* What is expected: Each entry in the listing must be set down again word for word.

* Entries supplied:
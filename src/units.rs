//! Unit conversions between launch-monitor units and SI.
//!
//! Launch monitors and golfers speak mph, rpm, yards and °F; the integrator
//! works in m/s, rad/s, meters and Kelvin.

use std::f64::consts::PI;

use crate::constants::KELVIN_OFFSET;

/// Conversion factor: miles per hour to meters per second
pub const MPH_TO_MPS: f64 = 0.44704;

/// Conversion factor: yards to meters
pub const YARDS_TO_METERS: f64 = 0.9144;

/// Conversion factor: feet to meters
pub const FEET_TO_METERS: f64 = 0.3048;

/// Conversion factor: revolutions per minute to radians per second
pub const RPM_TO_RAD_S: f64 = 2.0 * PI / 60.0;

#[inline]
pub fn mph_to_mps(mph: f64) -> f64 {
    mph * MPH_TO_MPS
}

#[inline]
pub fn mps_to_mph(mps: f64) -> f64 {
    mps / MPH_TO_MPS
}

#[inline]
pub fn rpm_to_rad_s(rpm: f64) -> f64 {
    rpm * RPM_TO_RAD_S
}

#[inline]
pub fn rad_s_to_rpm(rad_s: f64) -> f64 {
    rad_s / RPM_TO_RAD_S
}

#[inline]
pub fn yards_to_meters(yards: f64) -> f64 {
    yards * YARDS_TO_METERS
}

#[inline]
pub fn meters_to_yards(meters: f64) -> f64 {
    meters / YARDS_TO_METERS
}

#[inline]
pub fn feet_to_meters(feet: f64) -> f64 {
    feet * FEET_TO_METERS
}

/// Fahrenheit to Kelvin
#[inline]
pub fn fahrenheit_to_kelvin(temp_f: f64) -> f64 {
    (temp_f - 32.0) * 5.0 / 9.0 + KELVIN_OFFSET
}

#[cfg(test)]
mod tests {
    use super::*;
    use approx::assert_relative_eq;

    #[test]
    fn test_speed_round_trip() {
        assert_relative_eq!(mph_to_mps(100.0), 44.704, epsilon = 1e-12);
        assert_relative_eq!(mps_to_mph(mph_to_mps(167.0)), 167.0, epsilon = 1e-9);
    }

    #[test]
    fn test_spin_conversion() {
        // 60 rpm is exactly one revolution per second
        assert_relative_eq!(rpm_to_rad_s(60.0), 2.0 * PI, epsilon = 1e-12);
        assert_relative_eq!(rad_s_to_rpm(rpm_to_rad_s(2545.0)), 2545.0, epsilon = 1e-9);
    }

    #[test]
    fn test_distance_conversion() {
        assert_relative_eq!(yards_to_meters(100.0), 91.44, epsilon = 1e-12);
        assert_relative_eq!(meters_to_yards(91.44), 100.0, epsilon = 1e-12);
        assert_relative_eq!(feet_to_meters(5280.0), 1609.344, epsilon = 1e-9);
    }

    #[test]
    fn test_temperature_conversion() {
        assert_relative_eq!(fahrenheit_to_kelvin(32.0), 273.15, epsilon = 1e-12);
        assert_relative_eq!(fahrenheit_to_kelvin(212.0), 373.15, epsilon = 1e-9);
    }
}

* Answer section:
filename src/units.rs
//! Unit conversions between launch-monitor units and SI.
//!
//! Launch monitors and golfers speak mph, rpm, yards and °F; the integrator
//! works in m/s, rad/s, meters and Kelvin.

use std::f64::consts::PI;

use crate::constants::KELVIN_OFFSET;

/// Conversion factor: miles per hour to meters per second
pub const MPH_TO_MPS: f64 = 0.44704;

/// Conversion factor: yards to meters
pub const YARDS_TO_METERS: f64 = 0.9144;

/// Conversion factor: feet to meters
pub const FEET_TO_METERS: f64 = 0.3048;

/// Conversion factor: revolutions per minute to radians per second
pub const RPM_TO_RAD_S: f64 = 2.0 * PI / 60.0;

#[inline]
pub fn mph_to_mps(mph: f64) -> f64 {
    mph * MPH_TO_MPS
}

#[inline]
pub fn mps_to_mph(mps: f64) -> f64 {
    mps / MPH_TO_MPS
}

#[inline]
pub fn rpm_to_rad_s(rpm: f64) -> f64 {
    rpm * RPM_TO_RAD_S
}

#[inline]
pub fn rad_s_to_rpm(rad_s: f64) -> f64 {
    rad_s / RPM_TO_RAD_S
}

#[inline]
pub fn yards_to_meters(yards: f64) -> f64 {
    yards * YARDS_TO_METERS
}

#[inline]
pub fn meters_to_yards(meters: f64) -> f64 {
    meters / YARDS_TO_METERS
}

#[inline]
pub fn feet_to_meters(feet: f64) -> f64 {
    feet * FEET_TO_METERS
}

/// Fahrenheit to Kelvin
#[inline]
pub fn fahrenheit_to_kelvin(temp_f: f64) -> f64 {
    (temp_f - 32.0) * 5.0 / 9.0 + KELVIN_OFFSET
}

#[cfg(test)]
mod tests {
    use super::*;
    use approx::assert_relative_eq;

    #[test]
    fn test_speed_round_trip() {
        assert_relative_eq!(mph_to_mps(100.0), 44.704, epsilon = 1e-12);
        assert_relative_eq!(mps_to_mph(mph_to_mps(167.0)), 167.0, epsilon = 1e-9);
    }

    #[test]
    fn test_spin_conversion() {
        // 60 rpm is exactly one revolution per second
        assert_relative_eq!(rpm_to_rad_s(60.0), 2.0 * PI, epsilon = 1e-12);
        assert_relative_eq!(rad_s_to_rpm(rpm_to_rad_s(2545.0)), 2545.0, epsilon = 1e-9);
    }

    #[test]
    fn test_distance_conversion() {
        assert_relative_eq!(yards_to_meters(100.0), 91.44, epsilon = 1e-12);
        assert_relative_eq!(meters_to_yards(91.44), 100.0, epsilon = 1e-12);
        assert_relative_eq!(feet_to_meters(5280.0), 1609.344, epsilon = 1e-9);
    }

    #[test]
    fn test_temperature_conversion() {
        assert_relative_eq!(fahrenheit_to_kelvin(32.0), 273.15, epsilon = 1e-12);
        assert_relative_eq!(fahrenheit_to_kelvin(212.0), 373.15, epsilon = 1e-9);
    }
}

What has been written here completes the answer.